→ **Exercise goal**
Which lines below contain "that"? Copy every one of them.

→ **Data to process**

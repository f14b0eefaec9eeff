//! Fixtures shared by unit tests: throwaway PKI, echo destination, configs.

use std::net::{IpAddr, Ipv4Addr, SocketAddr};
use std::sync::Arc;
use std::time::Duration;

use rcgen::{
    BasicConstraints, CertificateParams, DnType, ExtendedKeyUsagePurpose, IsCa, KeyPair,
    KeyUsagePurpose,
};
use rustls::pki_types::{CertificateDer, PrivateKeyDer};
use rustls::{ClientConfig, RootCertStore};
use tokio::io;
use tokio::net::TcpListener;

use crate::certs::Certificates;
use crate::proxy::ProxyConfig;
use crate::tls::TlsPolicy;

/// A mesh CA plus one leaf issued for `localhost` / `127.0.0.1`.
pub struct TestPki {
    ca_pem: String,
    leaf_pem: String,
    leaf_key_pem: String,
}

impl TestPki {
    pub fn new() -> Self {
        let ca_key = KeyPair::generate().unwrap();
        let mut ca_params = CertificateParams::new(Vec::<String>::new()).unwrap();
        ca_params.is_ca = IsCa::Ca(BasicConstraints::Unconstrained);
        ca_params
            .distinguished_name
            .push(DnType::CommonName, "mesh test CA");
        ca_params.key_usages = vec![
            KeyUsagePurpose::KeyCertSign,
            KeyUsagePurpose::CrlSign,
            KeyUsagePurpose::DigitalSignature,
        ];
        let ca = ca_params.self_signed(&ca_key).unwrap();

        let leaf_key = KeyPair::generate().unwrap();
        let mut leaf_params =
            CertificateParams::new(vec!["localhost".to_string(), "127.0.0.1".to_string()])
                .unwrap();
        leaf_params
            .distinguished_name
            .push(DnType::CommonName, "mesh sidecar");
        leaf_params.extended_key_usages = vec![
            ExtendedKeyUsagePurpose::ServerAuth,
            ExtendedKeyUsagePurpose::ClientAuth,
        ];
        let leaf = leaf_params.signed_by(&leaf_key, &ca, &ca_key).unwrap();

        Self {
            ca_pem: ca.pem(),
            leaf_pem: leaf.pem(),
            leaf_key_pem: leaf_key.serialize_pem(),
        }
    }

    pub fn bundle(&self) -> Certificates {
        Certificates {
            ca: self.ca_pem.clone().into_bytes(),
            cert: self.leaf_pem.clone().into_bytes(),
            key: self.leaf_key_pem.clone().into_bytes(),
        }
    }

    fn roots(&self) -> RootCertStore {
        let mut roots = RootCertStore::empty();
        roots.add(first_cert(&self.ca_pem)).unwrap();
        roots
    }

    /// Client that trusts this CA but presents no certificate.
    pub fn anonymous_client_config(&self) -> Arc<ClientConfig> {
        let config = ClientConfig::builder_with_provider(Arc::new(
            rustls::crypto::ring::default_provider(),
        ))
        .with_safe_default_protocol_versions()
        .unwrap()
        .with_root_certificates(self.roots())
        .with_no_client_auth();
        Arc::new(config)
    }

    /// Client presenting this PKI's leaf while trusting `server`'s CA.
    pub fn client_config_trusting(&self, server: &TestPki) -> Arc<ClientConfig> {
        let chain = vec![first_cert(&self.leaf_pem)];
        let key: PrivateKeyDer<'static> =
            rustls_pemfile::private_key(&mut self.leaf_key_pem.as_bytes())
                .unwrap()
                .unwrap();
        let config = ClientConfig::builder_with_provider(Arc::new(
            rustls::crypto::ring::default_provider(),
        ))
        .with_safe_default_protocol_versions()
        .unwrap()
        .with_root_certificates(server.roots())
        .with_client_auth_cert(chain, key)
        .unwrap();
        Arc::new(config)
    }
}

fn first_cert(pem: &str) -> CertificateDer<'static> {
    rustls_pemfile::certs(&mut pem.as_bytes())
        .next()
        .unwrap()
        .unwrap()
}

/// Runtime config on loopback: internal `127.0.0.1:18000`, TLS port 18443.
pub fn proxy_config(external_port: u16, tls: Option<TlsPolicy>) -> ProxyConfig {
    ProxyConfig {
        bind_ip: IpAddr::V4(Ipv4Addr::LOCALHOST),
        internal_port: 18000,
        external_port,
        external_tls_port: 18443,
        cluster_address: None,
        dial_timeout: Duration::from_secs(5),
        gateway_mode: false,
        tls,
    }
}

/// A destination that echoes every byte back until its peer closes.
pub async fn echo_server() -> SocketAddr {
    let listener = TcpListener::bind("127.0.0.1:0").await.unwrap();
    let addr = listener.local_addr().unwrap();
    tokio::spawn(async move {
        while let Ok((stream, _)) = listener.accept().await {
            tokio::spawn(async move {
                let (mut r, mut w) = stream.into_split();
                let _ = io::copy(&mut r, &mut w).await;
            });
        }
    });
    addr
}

→ **Output**
    /// Client that trusts this CA but presents no certificate.
/// A destination that echoes every byte back until its peer closes.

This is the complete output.